5. A biologically pure culture of Gliocladium catenulatum M3081 (DSM 9216).

6. A biofungicidal substance comprising a Gliocladium catenulatum fungal strain selected from the group consisting of DSM 9212, DSM 9213, DSM 9214, DSM 9215 and DSM 9216.

7. A method for inhibiting a fungal infection in a plant, which comprises applying to the plant or seeds thereof a substance according to claim 5 or adding the same into the growth substrate before or after sowing the seeds.

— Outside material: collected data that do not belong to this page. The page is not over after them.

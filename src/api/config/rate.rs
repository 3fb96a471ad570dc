// Copyright (c) 2024-2025, The rhevce contributors. All rights reserved
//
// This source code is subject to the terms of the BSD 2 Clause License. If
// the BSD 2 Clause License was not distributed with this source code in the
// LICENSE file, you can obtain it at
// https://opensource.org/license/bsd-2-clause

use crate::serialize::{Deserialize, Serialize};

/// Rate control configuration.
///
/// The default configuration leaves rate control disabled and codes at a
/// fixed QP.
#[derive(Clone, Copy, Debug, PartialEq, Eq, Serialize, Deserialize)]
pub struct RateControlConfig {
  /// Enable rate control.
  pub enabled: bool,
  /// Target bitrate in bits per second.
  pub target_bitrate: i32,
  /// Bit allocation across the hierarchy: 0 equal, 1 fixed ratio,
  /// 2 adaptive ratio.
  pub keep_hierarchical_bit: u32,
  /// Use CTU-level rate control rather than picture-level.
  pub lcu_level: bool,
  /// Use a separate R-lambda model per CTU.
  pub lcu_separate_model: bool,
  /// Initial QP, or 0 to estimate one from the target bitrate.
  pub initial_qp: i32,
  /// Force intra frames to use the initial QP.
  pub force_intra_qp: bool,
}

impl Default for RateControlConfig {
  fn default() -> Self {
    RateControlConfig {
      enabled: false,
      target_bitrate: 0,
      keep_hierarchical_bit: 0,
      lcu_level: true,
      lcu_separate_model: true,
      initial_qp: 0,
      force_intra_qp: false,
    }
  }
}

8. A stable biofungicidal composition with a wide spectrum, being effective both in greenhouse and field cultivations against both seed-borne and soil-borne diseases, the composition comprising a Gliocladium catenulatum fungal strain and carriers, and optionally at least one additive, wherein the Gliocladium catenulatum fungal strain is selected from the group consisting of Gliocladium catenulatum J1446, Gliocladium catenulatum M67-6, Gliocladium catenulatum J2734, Gliocladium catenulatum M2423, and Gliocladium catenulatum M3081.

9. The composition according to claim 8 wherein as carriers and additives one or more of the following are used: silica, kaolin, milk powder, carboxymethyl cellulose, sucrose, lignin and starch.

10. The composition according to any one of the claim 8 which is prepared by

(a) cultivating a Gliocladium catenulatum fungal strain in a suitable growth medium, separating the cell mass and adding thereto carriers and/or additives, drying the mass obtained and milling it to powder, or

(b) cultivating a Gliocladium catenulatum fungal strain in a suitable growth medium with silica and optionally adding thereto carriers and/or additives, drying the mass obtained and milling it into powder.

11. A method for inhibiting a fungal infection in a plant, which comprises applying to the plant or seeds thereof a composition according to claim 8, or adding the same into the growth substrate before or after sowing the seeds.

12. A method of controlling disease in a plant comprising the step of administering to the plant or seed(s) thereof a Gliocladium catenulatum strain selection from the group consisting of Gliocladium catenulatum J1446 (DSM 9212), Gliocladium catenulatum M67-6 (DSM 9213), Gliocladium catenulatum J2734 (DSM 9214), Gliocladium catenulatum M2423 (DSM 9215), and Gliocladium catenulatum M3081 (DSM 9216).

13. The method of claim 12 wherein the plant disease is a disease caused by a pathogen selected from the group consisting of Rhizoctonia, Pythium, Alternaria, Fusarium, Phomopsis, and Gaeumannomyces.

14. A method of controlling disease in a plant comprising the step of introducing into the growth medium containing said plant a Gliocladium catenulatum strain selected from the group consisting of Gliocladium catenulatum J 1446 (DSM 9212), Gliocladium catenulatum M67-6 (DSM 9213), Gliocladium catenulatum J2734 (DSM 9214), Gliocladium catenulatum M2423 (DSM 9215), and Gliocladium catenulatum M3081 (DSM 9216).

15. The method of claim 14 wherein the plant disease is a disease caused by a pathogen selected from the group consisting of Rhizoctonia, Pythium, Alternaria, Fusarium, Phomopsis, and Gaeumannomyces.